Menurutnya sendiri, ini tidak terlalu cupu untuk orang-orang katakan disekitarnya. Tetapi kenapa ia selalu merasa dikucilkan dan selalu diacuhkan. Meskipun seragam yang ia pakai bahkan lebih baik dari sebelumnya. Sebelum ia pindah ke sini, Ata sering menggunakan seragam dengan rok yang panjang mencapai mata kaki dengan seragam baju yang besar. Tapi lihatlah sekarang, tidak ada rok panjang maupun seragam kebesaran. Hanya ada rok selutut dan baju seragam yang tidak terlalu besar maupun kecil.
Bel pertanda masuk berbunyi, disusul dengan teman sekelasnya yang lain duduk dibangkunya masing-masing.
"Pagi Tia," Ata kembali menyapa saat teman sebangkunya duduk disebelahnya. Ata menunduk mengambil alat tulisnya saat Tia menatapnya dengan tajam. Ata tidak buta jika teman sebangkunya ini sangat tidak menyukainya.
Seharusnya Tia tidak perlu menuruti perkataan wali kelasnya untuk membagi meja dengannya jika perempuan disampingnya ini enggan untuk bertatap muka dengannya. Meliriknya saja sinis.
"Jangan sok akrab." Suara disampingnya membuat Ata menoleh dan melihat Citra yang sedang membuka bukunya diatas meja.
"Selamat pagi!" Ucapan perempuan didepan membuat atensi Ata teralihkan. Ia menatap guru didepannya yang sedang membuka buku pembelajarannya dan menatap seisi kelas dengan senyuman setelah mendengar seruan dari yang lain.
Guru yang terlihat masih muda itu berdiri didepan papan tulis dan menuliskan halaman buku. "Buka halaman 123. Kerjakan tugas ini satu kelompok dua orang. Minggu depan kumpulkan dan presentasikan didepan kelas." Jelas Bu Sivia dengan senyuman dan dibalas beberapa keluhan dari murid-muridnya.
"Sekarang, silahkan tentukan kelompok kalian masing-masing. Ibu beri waktu dua menit." Setalah Bu Sivia berkata seperti itu, sontak seluruh kelas ramai dengan seruan ajakan untuk satu kelompok.
Seharusnya mereka tidak perlu seperti itu, jika satu meja saja sudah ada dua orang untuk dijadikan satu kelompok, kenapa mereka seperti enggan untuk melakukkannya. Lihat saja sekarang, Tia yang sebangku dengannya saja sudah mendapatkan teman sekelompoknya.

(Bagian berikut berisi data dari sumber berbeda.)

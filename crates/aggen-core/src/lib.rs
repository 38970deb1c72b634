//! Aggen: attack-graph state-space generation
//!
//! Given an initial network description (per-asset *qualities* and inter-asset
//! *topologies*) and a catalog of parameterized exploits, the engine
//! enumerates every network state reachable by successively applying exploits
//! and records each application as an edge between two states.
//!
//! Key pieces:
//! 1. **String Interning**: property/value strings stored once, referenced by a `u32` code
//! 2. **Permutations**: every asset assignment for an exploit's parameter slots, cached per arity
//! 3. **Content hashing**: states are deduplicated by a deterministic hash of their facts
//! 4. **Frontier search**: breadth-first expansion with a parallel match phase
//!
//! ## Module Organization
//!
//! - `fact`: concrete qualities and topologies
//! - `factbase`: fact sets and hashed network states
//! - `exploit`: parameterized exploit templates and bindings
//! - `permutation`: parameter-slot → asset assignments
//! - `dedup`: pluggable hash → identity index
//! - `search`: the search driver
//! - `reduce`: back-edge removal over the finished id-level graph

pub mod dedup;
pub mod exploit;
pub mod fact;
pub mod factbase;
pub mod permutation;
pub mod reduce;
pub mod search;

use ahash::AHashMap;
use serde::{Deserialize, Serialize};
use std::fmt;

// Re-export key types
pub use dedup::{Claim, DedupError, DedupIndex, MemoryDedup, SharedDedup};
pub use exploit::{Action, AssetBinding, Exploit, ModelError, ParamFact, ParamQuality, ParamTopology, Postcondition};
pub use fact::{Asset, Direction, Fact, FactCode, FactKind, Operator, Quality, Topology};
pub use factbase::{Factbase, NetworkState, StateHash};
pub use permutation::{Assignment, PermutationCache, PermutationError};
pub use reduce::{back_edges, is_acyclic, remove_back_edges, EdgeRow};
pub use search::{CheckpointSink, Edge, Generator, NoCheckpoint, SearchConfig, SearchError, SearchInstance, SearchResult};

// ============================================================================
// Identifiers
// ============================================================================

/// Index of an asset in the network model.
#[derive(Debug, Clone, Copy, PartialEq, Eq, PartialOrd, Ord, Hash, Serialize, Deserialize)]
#[serde(transparent)]
pub struct AssetId(u32);

impl AssetId {
    pub const fn new(raw: u32) -> Self {
        Self(raw)
    }

    pub const fn raw(self) -> u32 {
        self.0
    }

    pub const fn index(self) -> usize {
        self.0 as usize
    }
}

/// Position of a parameter in an exploit template (`0..params`).
///
/// Deliberately a different type from [`AssetId`]: a binding maps slots to
/// assets, and the two must never be swapped.
#[derive(Debug, Clone, Copy, PartialEq, Eq, PartialOrd, Ord, Hash, Serialize, Deserialize)]
#[serde(transparent)]
pub struct ParamSlot(u32);

impl ParamSlot {
    pub const fn new(raw: u32) -> Self {
        Self(raw)
    }

    pub const fn index(self) -> usize {
        self.0 as usize
    }
}

/// Discovery-assigned state identity. The initial state is always `0`.
#[derive(Debug, Clone, Copy, PartialEq, Eq, PartialOrd, Ord, Hash, Serialize, Deserialize)]
#[serde(transparent)]
pub struct StateId(u32);

impl StateId {
    pub const INITIAL: StateId = StateId(0);

    pub const fn new(raw: u32) -> Self {
        Self(raw)
    }

    pub const fn raw(self) -> u32 {
        self.0
    }
}

impl fmt::Display for StateId {
    fn fmt(&self, f: &mut fmt::Formatter<'_>) -> fmt::Result {
        write!(f, "{}", self.0)
    }
}

#[derive(Debug, Clone, Copy, PartialEq, Eq, PartialOrd, Ord, Hash, Serialize, Deserialize)]
#[serde(transparent)]
pub struct EdgeId(u32);

impl EdgeId {
    pub const fn new(raw: u32) -> Self {
        Self(raw)
    }

    pub const fn raw(self) -> u32 {
        self.0
    }
}

impl fmt::Display for EdgeId {
    fn fmt(&self, f: &mut fmt::Formatter<'_>) -> fmt::Result {
        write!(f, "{}", self.0)
    }
}

#[derive(Debug, Clone, Copy, PartialEq, Eq, PartialOrd, Ord, Hash, Serialize, Deserialize)]
#[serde(transparent)]
pub struct ExploitId(u32);

impl ExploitId {
    pub const fn new(raw: u32) -> Self {
        Self(raw)
    }

    pub const fn raw(self) -> u32 {
        self.0
    }
}

impl fmt::Display for ExploitId {
    fn fmt(&self, f: &mut fmt::Formatter<'_>) -> fmt::Result {
        write!(f, "{}", self.0)
    }
}

// ============================================================================
// String Interning (Compact Fact Storage)
// ============================================================================

/// Interned property/value code (4 bytes instead of 24+ for String)
#[derive(Debug, Clone, Copy, PartialEq, Eq, PartialOrd, Ord, Hash, Serialize, Deserialize)]
#[serde(transparent)]
pub struct Code(u32);

impl Code {
    pub const fn new(raw: u32) -> Self {
        Self(raw)
    }

    pub const fn raw(self) -> u32 {
        self.0
    }
}

#[derive(Debug, Clone, PartialEq, Eq, thiserror::Error)]
pub enum LookupError {
    #[error("no interned code for `{0}`")]
    UnknownString(String),
    #[error("code {code} out of range (table holds {len} strings)")]
    CodeOutOfRange { code: u32, len: usize },
}

/// Append-only string ↔ code table.
///
/// Codes are handed out in first-seen order. The table is filled once from the
/// model and exploit catalog, then only read during search.
#[derive(Debug, Clone, Default, Serialize, Deserialize)]
#[serde(from = "Vec<String>", into = "Vec<String>")]
pub struct Interner {
    /// String to code mapping
    str_to_code: AHashMap<String, Code>,
    /// Code to string mapping (position == code)
    code_to_str: Vec<String>,
}

impl Interner {
    pub fn new() -> Self {
        Self::default()
    }

    /// Build a table from strings in order; repeats keep their first code.
    pub fn populate<I, S>(strings: I) -> Self
    where
        I: IntoIterator<Item = S>,
        S: AsRef<str>,
    {
        let mut interner = Self::new();
        for s in strings {
            interner.intern(s.as_ref());
        }
        interner
    }

    /// Intern a string, returning its code
    pub fn intern(&mut self, s: &str) -> Code {
        if let Some(code) = self.str_to_code.get(s) {
            return *code;
        }

        let code = Code(self.code_to_str.len() as u32);
        self.str_to_code.insert(s.to_string(), code);
        self.code_to_str.push(s.to_string());
        code
    }

    /// Look up an existing code without inserting.
    pub fn code_of(&self, s: &str) -> Result<Code, LookupError> {
        self.str_to_code
            .get(s)
            .copied()
            .ok_or_else(|| LookupError::UnknownString(s.to_string()))
    }

    /// Look up a string by code
    pub fn string_of(&self, code: Code) -> Result<&str, LookupError> {
        self.code_to_str
            .get(code.0 as usize)
            .map(String::as_str)
            .ok_or(LookupError::CodeOutOfRange {
                code: code.0,
                len: self.code_to_str.len(),
            })
    }

    pub fn len(&self) -> usize {
        self.code_to_str.len()
    }

    pub fn is_empty(&self) -> bool {
        self.code_to_str.is_empty()
    }

    /// `(code, string)` pairs in code order.
    pub fn entries(&self) -> impl Iterator<Item = (Code, &str)> {
        self.code_to_str
            .iter()
            .enumerate()
            .map(|(i, s)| (Code(i as u32), s.as_str()))
    }

    /// Serialize to bytes
    pub fn to_bytes(&self) -> anyhow::Result<Vec<u8>> {
        Ok(bincode::serialize(&self.code_to_str)?)
    }

    /// Deserialize from bytes
    pub fn from_bytes(bytes: &[u8]) -> anyhow::Result<Self> {
        let strings: Vec<String> = bincode::deserialize(bytes)?;
        Ok(Self::populate(strings))
    }
}

impl PartialEq for Interner {
    fn eq(&self, other: &Self) -> bool {
        self.code_to_str == other.code_to_str
    }
}

impl Eq for Interner {}

impl From<Vec<String>> for Interner {
    fn from(strings: Vec<String>) -> Self {
        Self::populate(strings)
    }
}

impl From<Interner> for Vec<String> {
    fn from(interner: Interner) -> Self {
        interner.code_to_str
    }
}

"Oke waktu habis. Silahkan tulis nama kelompok kalian dan kumpulkan didepan, besok ada pelajaran Ibu lagi. Nanti Ibu akan tentukan masing-masing kelompok mendapatkan tugas yang berbeda." Paparnya menjelaskan. "Untuk sekarang kita habiskan dulu bab kemarin,"

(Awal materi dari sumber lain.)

// ============================================================================
// Graph Store
// ============================================================================

pub struct GraphStore {
    config: StoreConfig,
    tables: Arc<RwLock<Tables>>,
    log: Option<CheckpointLog>,
}

impl GraphStore {
    /// Empty store; nothing is read from disk. With a checkpoint log the log
    /// is truncated and any snapshot at `path` is removed.
    pub fn new(config: StoreConfig) -> anyhow::Result<Self> {
        let log = if config.checkpoint_log {
            let log = CheckpointLog::open(&config.log_path())
                .with_context(|| format!("opening checkpoint log {}", config.log_path().display()))?;
            log.truncate()?;
            if config.path.exists() {
                std::fs::remove_file(&config.path)
                    .with_context(|| format!("removing stale snapshot {}", config.path.display()))?;
                tracing::info!(path = %config.path.display(), "removed snapshot of a previous run");
            }
            Some(log)
        } else {
            None
        };
        Ok(Self {
            config,
            tables: Arc::new(RwLock::new(Tables::default())),
            log,
        })
    }

    /// Load the snapshot if present, then replay any checkpoint log left by
    /// an interrupted run.
    pub fn open(config: StoreConfig) -> anyhow::Result<Self> {
        let mut tables = if config.path.exists() {
            load_tables(&config.path)?
        } else {
            Tables::default()
        };

        let log = if config.checkpoint_log {
            let log = CheckpointLog::open(&config.log_path())
                .with_context(|| format!("opening checkpoint log {}", config.log_path().display()))?;
            let replayed = log.replay(|record| {
                tables.merge(record);
                Ok(())
            })?;
            if replayed > 0 {
                tracing::info!(
                    records = replayed,
                    factbases = tables.factbase.len(),
                    edges = tables.edge.len(),
                    "recovered checkpoints"
                );
            }
            Some(log)
        } else {
            None
        };

        Ok(Self {
            config,
            tables: Arc::new(RwLock::new(tables)),
            log,
        })
    }

    pub fn config(&self) -> &StoreConfig {
        &self.config
    }

    pub fn tables(&self) -> Arc<RwLock<Tables>> {
        Arc::clone(&self.tables)
    }

    pub fn factbase_count(&self) -> usize {
        self.tables.read().factbase.len()
    }

    pub fn edge_count(&self) -> usize {
        self.tables.read().edge.len()
    }

    pub fn elapsed_seconds(&self) -> f64 {
        self.tables.read().elapsed_seconds
    }

    // ========================================================================
    // Write Operations
    // ========================================================================

    /// Record the string table used to decode fact codes. It is logged as
    /// well, so a recovered run can still decode its items.
    pub fn record_interner(&self, interner: &Interner) -> anyhow::Result<()> {
        let mut tables = self.tables.write();
        tables.set_keyvalue(interner);
        if let Some(log) = &self.log {
            let record = CheckpointRecord {
                keyvalue: tables.keyvalue.clone(),
                ..CheckpointRecord::default()
            };
            log.append(&record)
                .with_context(|| format!("appending to {}", log.path().display()))?;
        }
        Ok(())
    }

    /// Append newly discovered states and edges.
    pub fn append(&self, states: &[NetworkState], edges: &[Edge]) -> anyhow::Result<(usize, usize)> {
        let record = Tables::rows_for(states, edges);
        if record.is_empty() {
            return Ok((0, 0));
        }
        if let Some(log) = &self.log {
            log.append(&record)
                .with_context(|| format!("appending to {}", log.path().display()))?;
        }
        Ok(self.tables.write().merge(record))
    }

    /// Replace the tables with a complete search result.
    pub fn save_search_result(&self, result: &SearchResult) -> anyhow::Result<()> {
        let record = Tables::rows_for(&result.states, &result.edges);
        let mut tables = Tables::default();
        tables.set_keyvalue(&result.interner);
        let (states, edges) = tables.merge(record);
        tables.elapsed_seconds = result.elapsed.as_secs_f64();

        if edges < result.edges.len() {
            tracing::debug!(
                duplicates = result.edges.len() - edges,
                "dropped duplicate edge rows"
            );
        }
        tracing::info!(factbases = states, edges, "stored search result");

        *self.tables.write() = tables;
        Ok(())
    }

    /// Remove edges (and their bindings) by id; returns how many were removed.
    pub fn delete_edges(&self, ids: &[EdgeId]) -> usize {
        if ids.is_empty() {
            return 0;
        }
        let doomed: AHashSet<EdgeId> = ids.iter().copied().collect();
        let mut tables = self.tables.write();
        let before = tables.edge.len();
        tables.edge.retain(|e| !doomed.contains(&e.id));
        tables.edge_asset_binding.retain(|b| !doomed.contains(&b.edge_id));
        tables.reindex();
        before - tables.edge.len()
    }

    /// Write the snapshot file and truncate the checkpoint log.
    pub fn save(&self) -> anyhow::Result<()> {
        let json = {
            let tables = self.tables.read();
            serde_json::to_string_pretty(&*tables)?
        };
        if let Some(parent) = self.config.path.parent().filter(|p| !p.as_os_str().is_empty()) {
            std::fs::create_dir_all(parent)?;
        }
        std::fs::write(&self.config.path, json)
            .with_context(|| format!("writing {}", self.config.path.display()))?;
        if let Some(log) = &self.log {
            log.truncate()?;
        }
        Ok(())
    }

    // ========================================================================
    // Read Operations
    // ========================================================================

    /// Sorted vertex ids and edge rows for the reduction pass.
    pub fn fetch_graph_info(&self) -> Result<GraphInfo, FetchError> {
        let tables = self.tables.read();
        if tables.factbase.is_empty() {
            return Err(FetchError::Empty);
        }
        let mut vertices: Vec<StateId> = tables.factbase.iter().map(|f| f.id).collect();
        vertices.sort_unstable();
        let mut edges = tables.edge.clone();
        edges.sort_unstable_by_key(|e| e.id);
        Ok(GraphInfo { vertices, edges })
    }

    /// Fact encodings stored for one factbase, in stored order.
    pub fn factbase_items(&self, id: StateId) -> Vec<(FactCode, FactKind)> {
        self.tables
            .read()
            .factbase_item
            .iter()
            .filter(|i| i.factbase_id == id)
            .map(|i| (i.code, i.kind))
            .collect()
    }

    /// The interning table rebuilt from `keyvalue` rows.
    pub fn interner(&self) -> Interner {
        let tables = self.tables.read();
        let mut rows: Vec<&KeyValueRow> = tables.keyvalue.iter().collect();
        rows.sort_by_key(|r| r.code);
        Interner::populate(rows.into_iter().map(|r| r.string.as_str()))
    }
}

impl CheckpointSink for GraphStore {
    fn flush(&mut self, states: &[NetworkState], edges: &[Edge]) -> anyhow::Result<()> {
        let (new_states, new_edges) = self.append(states, edges)?;
        tracing::debug!(new_states, new_edges, "checkpoint stored");
        Ok(())
    }
}

fn load_tables(path: &Path) -> anyhow::Result<Tables> {
    let contents = std::fs::read_to_string(path).with_context(|| format!("reading {}", path.display()))?;
    let mut tables: Tables =
        serde_json::from_str(&contents).with_context(|| format!("parsing {}", path.display()))?;
    tables.reindex();
    Ok(tables)
}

Masing-masing dari kelompok maju untuk meletakan kertas yang berisi nama kelompok mereka masing-masing, tetapi Ata tidak tahu harus melakukannya atau tidak. Karena ia tidak mempunyai teman satu kelompoknya. Seharusnya mereka sudah pas jika harus mengerjakan kelompok untuk dua orang jika dihitung dengan tas yang tergeletak dibangku belakang. Tapi Ata bahkan tidak pernah sekalipun bertatap muka dengan pemilik tas itu.
Ata menghembuskan napasnya dan maju membawa kertas yang hanya diisi dengan namanya saja. "Maaf Bu, tapi saya tidak mempunyai teman satu kelompok dengan saya." Ujar Ata.
Bu Sivia menatap Ata sebentar, lalu mengalihkan atensi terhadap seluruh muridnya yang lain. "Tiara, kamu tidak bersama Renata untuk kerja kelompak ini?" Tanya Bu Sivia.
Tiara mengangguk, "tidak Bu. Saya tidak suka jika satu kelompok dengannya. Renata sok pintar dengan selalu mengerjakan tugas yang sering kita kerjakan. Bahkan dia tidak memberikan celah sedikitpun untuk saya menjawab." Adunya melirik sinis Ata.
Ata menatap Tia tidak percaya. Saat mereka satu kelompok dulu, Ata selalu membagi rata tugas kelompoknya dengan Tia. Tapi apa yang Ata dapatkan, hanya dengusan dan perkataan tajam yang dilontarkan Tia terhadapnya. Menyuruhnya mengerjakannya sendiri. Selalu seperti itu ketika mereka satu kelompok.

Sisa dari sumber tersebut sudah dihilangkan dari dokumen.